The Challenge
The client maintained over four dozen separate data systems. This siloed data ecosystem limited the client’s ability to conduct enterprise-level planning and analysis and to report quickly and comprehensively to Congress and the public. In 2016, DHS launched the Immigration Data Integration Initiative (IDII) to tackle these challenges. The IDII seeks to establish a single, authoritative source of immigration data that is accessible to stakeholders from across the Department. The initiative encompasses three main lines of work: implementing uniform enterprise‐wide immigration data standards; linking immigration records across DHS data systems; and establishing an IT environment that provides stakeholders real or near real‐time access to validated data. Analytica, as part of their engagement, supported downstream initiatives around IDII in performing immigrant person-matching in a timely and accurate manner.
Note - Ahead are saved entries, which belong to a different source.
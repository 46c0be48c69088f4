use serde::{Deserialize, Serialize};

use crate::models::Profile;

/// Location value that disables the location predicate
pub const ALL_LOCATIONS: &str = "All";

/// Location predicate for search mode
#[derive(Debug, Clone, PartialEq, Eq, Serialize, Deserialize)]
#[serde(from = "String", into = "String")]
pub enum LocationFilter {
    Any,
    Exactly(String),
}

impl LocationFilter {
    /// `"All"` matches every location, anything else is an exact match
    pub fn parse(value: &str) -> Self {
        if value == ALL_LOCATIONS {
            LocationFilter::Any
        } else {
            LocationFilter::Exactly(value.to_string())
        }
    }

    #[inline]
    pub fn matches(&self, location: &str) -> bool {
        match self {
            LocationFilter::Any => true,
            LocationFilter::Exactly(wanted) => wanted == location,
        }
    }
}

impl Default for LocationFilter {
    fn default() -> Self {
        LocationFilter::Any
    }
}

impl From<String> for LocationFilter {
    fn from(value: String) -> Self {
        LocationFilter::parse(&value)
    }
}

impl From<LocationFilter> for String {
    fn from(value: LocationFilter) -> Self {
        match value {
            LocationFilter::Any => ALL_LOCATIONS.to_string(),
            LocationFilter::Exactly(location) => location,
        }
    }
}

/// Plain-text search over candidate profiles
///
/// Unlike reciprocal matching this never normalizes skills into sets: it is
/// a case-insensitive substring filter on the raw fields.
#[derive(Debug, Clone, Default, PartialEq, Eq, Serialize, Deserialize)]
#[serde(rename_all = "camelCase")]
pub struct SearchQuery {
    #[serde(default)]
    pub name_or_skill: String,
    #[serde(default)]
    pub wants: String,
    #[serde(default)]
    pub location: LocationFilter,
}

impl SearchQuery {
    pub fn new(name_or_skill: &str, wants: &str, location: &str) -> Self {
        Self {
            name_or_skill: name_or_skill.to_string(),
            wants: wants.to_string(),
            location: LocationFilter::parse(location),
        }
    }

    /// All three predicates ANDed
    pub fn matches(&self, profile: &Profile) -> bool {
        let name_or_skill = self.name_or_skill.to_lowercase();
        let wants = self.wants.to_lowercase();
        self.matches_lowered(profile, &name_or_skill, &wants)
    }

    #[inline]
    fn matches_lowered(&self, profile: &Profile, name_or_skill: &str, wants: &str) -> bool {
        matches_name_or_skill(profile, name_or_skill)
            && matches_wants(profile, wants)
            && self.location.matches(profile.location_str())
    }
}

/// Name or headline skill contains the (already lower-cased) query
#[inline]
pub fn matches_name_or_skill(profile: &Profile, query: &str) -> bool {
    if query.is_empty() {
        return true;
    }

    profile.name.to_lowercase().contains(query)
        || profile
            .headline_skill
            .as_deref()
            .map(|skill| skill.to_lowercase().contains(query))
            .unwrap_or(false)
}

/// Raw "wants to learn" text contains the (already lower-cased) query
#[inline]
pub fn matches_wants(profile: &Profile, query: &str) -> bool {
    if query.is_empty() {
        return true;
    }

    profile
        .want_to_learn
        .as_deref()
        .map(|wants| wants.to_lowercase().contains(query))
        .unwrap_or(false)
}

/// Filter candidates by a search query, preserving order
pub fn filter_profiles<'a>(candidates: &'a [Profile], query: &SearchQuery) -> Vec<&'a Profile> {
    // Lower-case the queries once rather than per candidate
    let name_or_skill = query.name_or_skill.to_lowercase();
    let wants = query.wants.to_lowercase();

    candidates
        .iter()
        .filter(|profile| query.matches_lowered(profile, &name_or_skill, &wants))
        .collect()
}

/// Positional form of [`filter_profiles`]
pub fn search<'a>(
    candidates: &'a [Profile],
    name_or_skill: &str,
    wants: &str,
    location: &str,
) -> Vec<&'a Profile> {
    filter_profiles(candidates, &SearchQuery::new(name_or_skill, wants, location))
}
DHS had developed an initial entity resolution engine in SAS but needed support to make significant improvements in performance and person-level matching confidence.
Our Approach
Analytica built an entity resolution engine that used existing SAS as well as ported functionalities into Python to support DHS’s transition to a scalable, modern analytics environment, and a suite of Tableau dashboards to provide DHS Executives with timely and up-to-date reporting and analysis of enterprise immigration statistics. Our work is building a high-confidence matching engine that will allow the DHS to establish a single source of accurate data across hundreds of millions of event records sourced from over a dozen DHS agencies and in different data formats. Analytica is using sophisticated fuzzy matching and phonetic encoding technologies to populate a single source of record to be used for anonymous immigration statistics within the DHS. The system applies matching business rules that are tailored to DHS immigration data and are capable of ingesting diverse subject matter records. Analytica is also providing a suite of executive dashboards in Tableau for DHS HQ to view complex visualizations securely.
The Solution
Analytica’s matching engine and Tableau dashboards provide the client with the key foundational elements in the modern enterprise analytics environment needed to support mission critical scalable statistics, analysis, and reporting capabilities. Our use of advanced, modern phonetic encoding and fuzzy matching allowed DHS to increase record matching by 60% allowing DHS to address long-standing challenges of establishing and updating immigrant identities from across hundreds of millions of records with high confidence and performance. This periodically refreshed, single source of anonymized immigrant records will yield ongoing benefits for DHS as this serves as a critical data source in many future use cases.